(Collected data)
------------------------------
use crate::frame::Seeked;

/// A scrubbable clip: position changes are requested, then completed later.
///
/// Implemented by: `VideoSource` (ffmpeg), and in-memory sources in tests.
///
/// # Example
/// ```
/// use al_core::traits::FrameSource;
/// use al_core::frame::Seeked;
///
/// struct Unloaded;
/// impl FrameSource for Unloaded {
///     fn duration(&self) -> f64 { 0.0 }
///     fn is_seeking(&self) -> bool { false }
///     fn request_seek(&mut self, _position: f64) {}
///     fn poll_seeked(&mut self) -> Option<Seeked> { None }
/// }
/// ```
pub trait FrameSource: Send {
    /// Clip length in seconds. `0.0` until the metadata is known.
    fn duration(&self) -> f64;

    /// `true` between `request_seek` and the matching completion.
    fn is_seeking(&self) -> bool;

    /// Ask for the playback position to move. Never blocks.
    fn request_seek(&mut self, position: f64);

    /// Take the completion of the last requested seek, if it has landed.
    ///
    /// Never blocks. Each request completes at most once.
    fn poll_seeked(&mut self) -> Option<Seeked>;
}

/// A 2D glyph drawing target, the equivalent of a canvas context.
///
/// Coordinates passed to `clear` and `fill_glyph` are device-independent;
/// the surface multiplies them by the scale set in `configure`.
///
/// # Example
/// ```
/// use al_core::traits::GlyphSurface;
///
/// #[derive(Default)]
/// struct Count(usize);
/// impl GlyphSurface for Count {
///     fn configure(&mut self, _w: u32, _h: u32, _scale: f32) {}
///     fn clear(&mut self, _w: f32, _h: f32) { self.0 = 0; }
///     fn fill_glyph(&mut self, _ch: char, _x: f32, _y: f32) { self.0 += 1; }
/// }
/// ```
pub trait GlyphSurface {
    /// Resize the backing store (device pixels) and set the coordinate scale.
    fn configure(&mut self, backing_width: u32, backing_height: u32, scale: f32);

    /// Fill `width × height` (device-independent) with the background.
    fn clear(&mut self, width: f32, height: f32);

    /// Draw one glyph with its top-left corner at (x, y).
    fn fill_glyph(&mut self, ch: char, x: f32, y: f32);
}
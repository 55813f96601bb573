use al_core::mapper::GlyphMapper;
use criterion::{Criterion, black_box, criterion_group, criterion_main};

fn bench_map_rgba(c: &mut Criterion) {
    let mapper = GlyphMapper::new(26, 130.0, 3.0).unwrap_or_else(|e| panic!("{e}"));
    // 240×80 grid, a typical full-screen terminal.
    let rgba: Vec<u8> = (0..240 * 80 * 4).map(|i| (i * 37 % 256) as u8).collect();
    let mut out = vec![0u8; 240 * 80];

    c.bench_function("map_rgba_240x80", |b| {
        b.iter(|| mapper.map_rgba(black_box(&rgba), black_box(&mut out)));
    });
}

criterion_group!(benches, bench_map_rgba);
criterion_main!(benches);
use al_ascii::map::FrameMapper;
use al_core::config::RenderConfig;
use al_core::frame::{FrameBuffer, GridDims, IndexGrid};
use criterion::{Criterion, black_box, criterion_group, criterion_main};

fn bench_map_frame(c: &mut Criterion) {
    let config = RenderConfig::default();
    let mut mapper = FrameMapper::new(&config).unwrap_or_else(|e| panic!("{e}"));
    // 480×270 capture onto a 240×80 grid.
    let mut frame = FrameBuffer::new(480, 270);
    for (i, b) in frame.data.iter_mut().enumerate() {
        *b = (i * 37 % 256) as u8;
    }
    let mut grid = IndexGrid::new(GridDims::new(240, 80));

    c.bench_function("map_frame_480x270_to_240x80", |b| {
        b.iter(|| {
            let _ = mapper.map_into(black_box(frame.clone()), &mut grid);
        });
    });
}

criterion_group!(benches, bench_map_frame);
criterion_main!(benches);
------------------------------
» **Try it**
Generate a verbatim printout of all the entries.

» **Solution below**
use crate::frame::Seeked;

/// A scrubbable clip: position changes are requested, then completed later.
///
/// Implemented by: `VideoSource` (ffmpeg), and in-memory sources in tests.
///
/// # Example
/// ```
/// use al_core::traits::FrameSource;
/// use al_core::frame::Seeked;
///
/// struct Unloaded;
/// impl FrameSource for Unloaded {
///     fn duration(&self) -> f64 { 0.0 }
///     fn is_seeking(&self) -> bool { false }
///     fn request_seek(&mut self, _position: f64) {}
///     fn poll_seeked(&mut self) -> Option<Seeked> { None }
/// }
/// ```
pub trait FrameSource: Send {
    /// Clip length in seconds. `0.0` until the metadata is known.
    fn duration(&self) -> f64;

    /// `true` between `request_seek` and the matching completion.
    fn is_seeking(&self) -> bool;

    /// Ask for the playback position to move. Never blocks.
    fn request_seek(&mut self, position: f64);

    /// Take the completion of the last requested seek, if it has landed.
    ///
    /// Never blocks. Each request completes at most once.
    fn poll_seeked(&mut self) -> Option<Seeked>;
}

/// A 2D glyph drawing target, the equivalent of a canvas context.
///
/// Coordinates passed to `clear` and `fill_glyph` are device-independent;
/// the surface multiplies them by the scale set in `configure`.
///
/// # Example
/// ```
/// use al_core::traits::GlyphSurface;
///
/// #[derive(Default)]
/// struct Count(usize);
/// impl GlyphSurface for Count {
///     fn configure(&mut self, _w: u32, _h: u32, _scale: f32) {}
///     fn clear(&mut self, _w: f32, _h: f32) { self.0 = 0; }
///     fn fill_glyph(&mut self, _ch: char, _x: f32, _y: f32) { self.0 += 1; }
/// }
/// ```
pub trait GlyphSurface {
    /// Resize the backing store (device pixels) and set the coordinate scale.
    fn configure(&mut self, backing_width: u32, backing_height: u32, scale: f32);

    /// Fill `width × height` (device-independent) with the background.
    fn clear(&mut self, width: f32, height: f32);

    /// Draw one glyph with its top-left corner at (x, y).
    fn fill_glyph(&mut self, ch: char, x: f32, y: f32);
}
repository 55813f96601bb573
use al_core::mapper::GlyphMapper;
use criterion::{Criterion, black_box, criterion_group, criterion_main};

fn bench_map_rgba(c: &mut Criterion) {
    let mapper = GlyphMapper::new(26, 130.0, 3.0).unwrap_or_else(|e| panic!("{e}"));
    // 240×80 grid, a typical full-screen terminal.
    let rgba: Vec<u8> = (0..240 * 80 * 4).map(|i| (i * 37 % 256) as u8).collect();
    let mut out = vec![0u8; 240 * 80];

    c.bench_function("map_rgba_240x80", |b| {
        b.iter(|| mapper.map_rgba(black_box(&rgba), black_box(&mut out)));
    });
}

criterion_group!(benches, bench_map_rgba);
criterion_main!(benches);
use al_ascii::map::FrameMapper;
use al_core::config::RenderConfig;
use al_core::frame::{FrameBuffer, GridDims, IndexGrid};
use criterion::{Criterion, black_box, criterion_group, criterion_main};

fn bench_map_frame(c: &mut Criterion) {
    let config = RenderConfig::default();
    let mut mapper = FrameMapper::new(&config).unwrap_or_else(|e| panic!("{e}"));
    // 480×270 capture onto a 240×80 grid.
    let mut frame = FrameBuffer::new(480, 270);
    for (i, b) in frame.data.iter_mut().enumerate() {
        *b = (i * 37 % 256) as u8;
    }
    let mut grid = IndexGrid::new(GridDims::new(240, 80));

    c.bench_function("map_frame_480x270_to_240x80", |b| {
        b.iter(|| {
            let _ = mapper.map_into(black_box(frame.clone()), &mut grid);
        });
    });
}

criterion_group!(benches, bench_map_frame);
criterion_main!(benches);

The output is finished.